- Records supplied -
>>>

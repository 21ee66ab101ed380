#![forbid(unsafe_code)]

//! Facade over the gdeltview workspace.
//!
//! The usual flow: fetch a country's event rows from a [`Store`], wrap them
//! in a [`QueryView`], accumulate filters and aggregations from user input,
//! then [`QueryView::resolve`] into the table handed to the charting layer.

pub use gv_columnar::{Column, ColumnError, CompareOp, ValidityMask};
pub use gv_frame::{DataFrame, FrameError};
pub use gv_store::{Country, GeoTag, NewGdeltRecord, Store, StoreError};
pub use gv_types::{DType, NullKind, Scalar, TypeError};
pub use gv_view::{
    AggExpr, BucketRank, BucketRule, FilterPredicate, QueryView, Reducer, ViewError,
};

<<<
>>>

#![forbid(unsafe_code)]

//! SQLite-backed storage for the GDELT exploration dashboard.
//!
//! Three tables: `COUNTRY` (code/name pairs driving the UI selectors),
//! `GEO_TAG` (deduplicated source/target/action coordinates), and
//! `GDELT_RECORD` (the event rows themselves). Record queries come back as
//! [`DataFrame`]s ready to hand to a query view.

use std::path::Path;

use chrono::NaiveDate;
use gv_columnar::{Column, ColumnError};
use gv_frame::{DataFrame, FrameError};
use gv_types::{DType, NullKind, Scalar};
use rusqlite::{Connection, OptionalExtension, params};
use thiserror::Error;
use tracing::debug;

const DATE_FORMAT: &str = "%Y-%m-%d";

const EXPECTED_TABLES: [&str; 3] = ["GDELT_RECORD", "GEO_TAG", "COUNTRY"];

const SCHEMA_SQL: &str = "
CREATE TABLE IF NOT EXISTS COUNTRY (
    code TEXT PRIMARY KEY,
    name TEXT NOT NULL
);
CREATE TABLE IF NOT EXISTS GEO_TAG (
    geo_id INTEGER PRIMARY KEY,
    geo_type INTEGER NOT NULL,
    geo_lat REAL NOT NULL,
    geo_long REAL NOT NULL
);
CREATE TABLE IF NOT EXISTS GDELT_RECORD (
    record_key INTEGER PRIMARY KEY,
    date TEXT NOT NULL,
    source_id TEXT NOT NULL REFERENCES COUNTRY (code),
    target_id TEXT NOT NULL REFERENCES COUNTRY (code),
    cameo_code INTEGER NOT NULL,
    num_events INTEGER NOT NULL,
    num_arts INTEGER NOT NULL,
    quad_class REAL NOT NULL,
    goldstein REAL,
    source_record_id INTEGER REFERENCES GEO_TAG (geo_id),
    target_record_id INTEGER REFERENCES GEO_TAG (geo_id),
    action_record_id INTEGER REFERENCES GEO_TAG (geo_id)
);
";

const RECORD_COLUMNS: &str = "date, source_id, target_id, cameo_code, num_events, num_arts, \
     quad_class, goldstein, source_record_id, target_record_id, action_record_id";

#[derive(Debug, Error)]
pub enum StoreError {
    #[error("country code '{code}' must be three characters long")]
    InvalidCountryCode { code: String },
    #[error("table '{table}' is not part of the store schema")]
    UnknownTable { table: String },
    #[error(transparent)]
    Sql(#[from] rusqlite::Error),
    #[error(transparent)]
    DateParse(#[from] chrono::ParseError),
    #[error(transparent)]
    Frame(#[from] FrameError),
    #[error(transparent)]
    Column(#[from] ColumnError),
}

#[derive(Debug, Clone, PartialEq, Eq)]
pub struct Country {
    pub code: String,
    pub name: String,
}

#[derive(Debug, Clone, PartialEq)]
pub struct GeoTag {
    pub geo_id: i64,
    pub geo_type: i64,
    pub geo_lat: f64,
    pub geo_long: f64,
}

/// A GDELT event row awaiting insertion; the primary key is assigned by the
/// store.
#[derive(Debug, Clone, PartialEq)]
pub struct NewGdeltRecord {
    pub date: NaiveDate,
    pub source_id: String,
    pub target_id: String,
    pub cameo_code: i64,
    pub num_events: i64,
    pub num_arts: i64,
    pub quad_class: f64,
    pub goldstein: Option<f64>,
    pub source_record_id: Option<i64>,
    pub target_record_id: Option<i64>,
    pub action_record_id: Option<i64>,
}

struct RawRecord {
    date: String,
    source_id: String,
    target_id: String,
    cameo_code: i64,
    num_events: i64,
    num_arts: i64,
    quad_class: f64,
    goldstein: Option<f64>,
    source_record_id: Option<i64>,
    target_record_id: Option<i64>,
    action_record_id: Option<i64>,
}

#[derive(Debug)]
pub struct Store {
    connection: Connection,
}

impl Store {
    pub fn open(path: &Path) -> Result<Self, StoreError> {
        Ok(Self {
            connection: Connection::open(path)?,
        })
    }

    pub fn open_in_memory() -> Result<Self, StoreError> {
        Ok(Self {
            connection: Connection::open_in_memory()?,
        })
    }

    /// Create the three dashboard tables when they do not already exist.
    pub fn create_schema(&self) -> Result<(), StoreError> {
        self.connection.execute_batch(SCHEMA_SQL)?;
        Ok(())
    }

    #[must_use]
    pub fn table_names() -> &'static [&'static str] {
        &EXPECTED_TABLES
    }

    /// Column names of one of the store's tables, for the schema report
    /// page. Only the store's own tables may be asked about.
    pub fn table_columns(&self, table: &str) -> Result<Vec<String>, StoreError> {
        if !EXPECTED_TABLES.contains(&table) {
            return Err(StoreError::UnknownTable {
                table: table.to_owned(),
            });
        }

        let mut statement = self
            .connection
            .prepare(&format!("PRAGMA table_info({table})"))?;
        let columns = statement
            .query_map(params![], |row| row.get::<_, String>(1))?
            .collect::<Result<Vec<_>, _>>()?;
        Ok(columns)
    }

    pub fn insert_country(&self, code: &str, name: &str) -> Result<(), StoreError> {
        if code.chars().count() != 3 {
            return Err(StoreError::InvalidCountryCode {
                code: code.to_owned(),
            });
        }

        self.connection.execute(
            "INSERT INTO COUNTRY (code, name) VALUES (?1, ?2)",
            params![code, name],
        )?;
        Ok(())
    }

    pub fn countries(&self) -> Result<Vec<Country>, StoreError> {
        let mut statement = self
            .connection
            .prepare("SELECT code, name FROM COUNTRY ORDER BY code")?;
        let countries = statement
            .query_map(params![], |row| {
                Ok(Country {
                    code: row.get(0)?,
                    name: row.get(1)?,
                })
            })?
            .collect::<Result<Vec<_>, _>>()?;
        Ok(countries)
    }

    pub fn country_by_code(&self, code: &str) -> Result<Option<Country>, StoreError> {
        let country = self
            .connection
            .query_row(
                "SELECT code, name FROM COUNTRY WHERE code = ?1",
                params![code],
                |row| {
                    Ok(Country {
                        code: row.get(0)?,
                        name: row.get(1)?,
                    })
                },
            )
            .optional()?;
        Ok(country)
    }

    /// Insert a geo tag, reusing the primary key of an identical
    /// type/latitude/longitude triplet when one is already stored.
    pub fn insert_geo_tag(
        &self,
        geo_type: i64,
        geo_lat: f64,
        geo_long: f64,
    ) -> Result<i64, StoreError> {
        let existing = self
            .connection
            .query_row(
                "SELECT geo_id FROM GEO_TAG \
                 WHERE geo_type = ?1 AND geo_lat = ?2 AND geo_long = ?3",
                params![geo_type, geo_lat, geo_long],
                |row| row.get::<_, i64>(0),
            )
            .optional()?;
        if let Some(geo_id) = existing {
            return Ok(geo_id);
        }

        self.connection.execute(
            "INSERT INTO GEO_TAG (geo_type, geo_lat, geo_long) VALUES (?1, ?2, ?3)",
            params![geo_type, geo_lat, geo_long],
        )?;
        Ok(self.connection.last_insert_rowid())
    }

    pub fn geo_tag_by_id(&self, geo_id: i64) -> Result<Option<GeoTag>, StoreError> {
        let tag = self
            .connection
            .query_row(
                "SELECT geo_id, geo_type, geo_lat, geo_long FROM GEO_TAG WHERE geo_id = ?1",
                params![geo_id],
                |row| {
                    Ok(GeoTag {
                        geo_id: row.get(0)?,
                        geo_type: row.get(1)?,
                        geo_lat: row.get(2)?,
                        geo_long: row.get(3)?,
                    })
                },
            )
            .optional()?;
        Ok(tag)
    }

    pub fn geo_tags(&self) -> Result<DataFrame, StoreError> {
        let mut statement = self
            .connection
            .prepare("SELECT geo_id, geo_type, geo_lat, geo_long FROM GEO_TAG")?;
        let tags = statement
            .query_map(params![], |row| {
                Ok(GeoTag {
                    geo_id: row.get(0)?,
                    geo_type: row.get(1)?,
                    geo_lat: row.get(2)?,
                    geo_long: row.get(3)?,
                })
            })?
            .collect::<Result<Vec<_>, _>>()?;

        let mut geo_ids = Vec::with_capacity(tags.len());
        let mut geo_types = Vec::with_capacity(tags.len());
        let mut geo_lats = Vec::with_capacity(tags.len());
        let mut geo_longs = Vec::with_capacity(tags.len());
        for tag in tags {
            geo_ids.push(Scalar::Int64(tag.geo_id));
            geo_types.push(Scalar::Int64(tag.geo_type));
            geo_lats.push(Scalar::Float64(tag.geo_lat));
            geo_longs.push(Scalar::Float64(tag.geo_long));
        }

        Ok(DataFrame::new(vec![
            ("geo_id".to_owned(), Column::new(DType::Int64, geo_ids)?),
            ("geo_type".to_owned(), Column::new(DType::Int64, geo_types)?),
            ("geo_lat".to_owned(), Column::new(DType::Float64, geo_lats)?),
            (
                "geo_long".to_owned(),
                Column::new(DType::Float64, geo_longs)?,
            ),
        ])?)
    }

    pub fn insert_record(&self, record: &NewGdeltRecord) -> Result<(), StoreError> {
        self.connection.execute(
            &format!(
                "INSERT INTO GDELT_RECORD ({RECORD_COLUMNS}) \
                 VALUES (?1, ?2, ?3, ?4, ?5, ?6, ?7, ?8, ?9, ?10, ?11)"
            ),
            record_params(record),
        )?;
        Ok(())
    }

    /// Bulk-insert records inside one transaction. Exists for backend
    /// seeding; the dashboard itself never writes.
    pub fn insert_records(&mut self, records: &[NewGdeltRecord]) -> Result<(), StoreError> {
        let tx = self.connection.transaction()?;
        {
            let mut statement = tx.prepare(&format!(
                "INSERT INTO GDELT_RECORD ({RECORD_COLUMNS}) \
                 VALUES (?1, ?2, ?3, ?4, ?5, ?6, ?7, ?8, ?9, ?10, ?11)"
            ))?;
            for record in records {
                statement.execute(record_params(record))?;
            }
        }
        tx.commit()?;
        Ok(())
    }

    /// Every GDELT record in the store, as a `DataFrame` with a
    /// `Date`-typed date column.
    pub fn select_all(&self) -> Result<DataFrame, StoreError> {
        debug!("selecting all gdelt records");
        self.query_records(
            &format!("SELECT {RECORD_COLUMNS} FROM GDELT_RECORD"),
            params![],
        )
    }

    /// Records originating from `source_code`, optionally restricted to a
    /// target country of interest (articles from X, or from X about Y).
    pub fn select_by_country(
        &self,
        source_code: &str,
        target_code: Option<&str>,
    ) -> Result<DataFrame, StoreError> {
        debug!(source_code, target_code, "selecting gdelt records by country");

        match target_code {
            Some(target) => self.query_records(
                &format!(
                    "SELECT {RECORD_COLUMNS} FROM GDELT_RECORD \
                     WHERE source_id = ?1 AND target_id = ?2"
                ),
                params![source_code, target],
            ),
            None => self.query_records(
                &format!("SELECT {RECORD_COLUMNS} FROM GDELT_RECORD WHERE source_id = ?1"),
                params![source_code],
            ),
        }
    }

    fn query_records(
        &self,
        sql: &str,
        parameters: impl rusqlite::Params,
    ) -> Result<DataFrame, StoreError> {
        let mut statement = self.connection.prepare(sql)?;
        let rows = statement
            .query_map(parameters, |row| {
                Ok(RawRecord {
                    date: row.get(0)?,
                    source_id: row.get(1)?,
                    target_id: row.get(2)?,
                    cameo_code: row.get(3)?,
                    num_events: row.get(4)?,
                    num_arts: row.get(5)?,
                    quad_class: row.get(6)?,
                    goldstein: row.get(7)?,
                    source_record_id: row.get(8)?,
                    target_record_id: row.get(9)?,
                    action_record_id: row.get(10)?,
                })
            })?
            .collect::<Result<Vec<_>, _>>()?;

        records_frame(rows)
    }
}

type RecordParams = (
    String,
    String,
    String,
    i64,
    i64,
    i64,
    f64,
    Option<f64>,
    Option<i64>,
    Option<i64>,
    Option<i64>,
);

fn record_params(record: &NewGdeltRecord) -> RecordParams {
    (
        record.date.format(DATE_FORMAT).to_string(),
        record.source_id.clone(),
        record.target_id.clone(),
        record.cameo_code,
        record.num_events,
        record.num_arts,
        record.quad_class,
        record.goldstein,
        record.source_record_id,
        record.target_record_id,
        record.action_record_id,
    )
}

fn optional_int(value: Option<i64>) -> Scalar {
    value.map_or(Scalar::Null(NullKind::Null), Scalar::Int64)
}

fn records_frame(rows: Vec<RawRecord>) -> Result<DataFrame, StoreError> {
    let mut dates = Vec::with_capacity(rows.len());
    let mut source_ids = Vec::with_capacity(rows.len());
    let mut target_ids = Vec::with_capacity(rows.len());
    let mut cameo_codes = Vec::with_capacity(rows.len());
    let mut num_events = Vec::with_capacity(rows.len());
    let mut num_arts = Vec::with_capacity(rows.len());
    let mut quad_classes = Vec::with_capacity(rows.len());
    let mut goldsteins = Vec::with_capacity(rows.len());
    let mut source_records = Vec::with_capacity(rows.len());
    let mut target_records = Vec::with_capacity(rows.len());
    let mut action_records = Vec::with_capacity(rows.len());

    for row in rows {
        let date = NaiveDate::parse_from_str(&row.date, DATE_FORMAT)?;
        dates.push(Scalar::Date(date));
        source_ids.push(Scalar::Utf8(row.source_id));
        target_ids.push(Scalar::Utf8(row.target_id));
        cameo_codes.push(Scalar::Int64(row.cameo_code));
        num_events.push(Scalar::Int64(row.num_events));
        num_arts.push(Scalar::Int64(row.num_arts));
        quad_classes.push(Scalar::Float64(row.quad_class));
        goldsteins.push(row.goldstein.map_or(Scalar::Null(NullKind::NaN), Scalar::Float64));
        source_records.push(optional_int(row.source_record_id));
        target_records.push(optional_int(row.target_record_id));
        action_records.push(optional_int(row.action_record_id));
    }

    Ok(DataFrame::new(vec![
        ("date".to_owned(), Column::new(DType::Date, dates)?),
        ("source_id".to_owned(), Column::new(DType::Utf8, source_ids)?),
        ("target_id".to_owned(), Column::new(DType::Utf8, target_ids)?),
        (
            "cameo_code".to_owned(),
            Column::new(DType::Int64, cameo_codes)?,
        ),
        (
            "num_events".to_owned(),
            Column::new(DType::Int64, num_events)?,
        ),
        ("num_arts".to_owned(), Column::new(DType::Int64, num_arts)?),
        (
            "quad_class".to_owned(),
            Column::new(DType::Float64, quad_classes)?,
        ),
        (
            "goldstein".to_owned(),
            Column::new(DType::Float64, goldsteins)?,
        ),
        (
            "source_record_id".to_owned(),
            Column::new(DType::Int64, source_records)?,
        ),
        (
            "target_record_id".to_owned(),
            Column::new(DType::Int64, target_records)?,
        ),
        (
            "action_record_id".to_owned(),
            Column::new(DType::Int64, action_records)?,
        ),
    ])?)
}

<<<

- What needs to be done -
Your answer must be a single number: the count of lines in the records that hold the word "GeoTag".

- Solution below -
5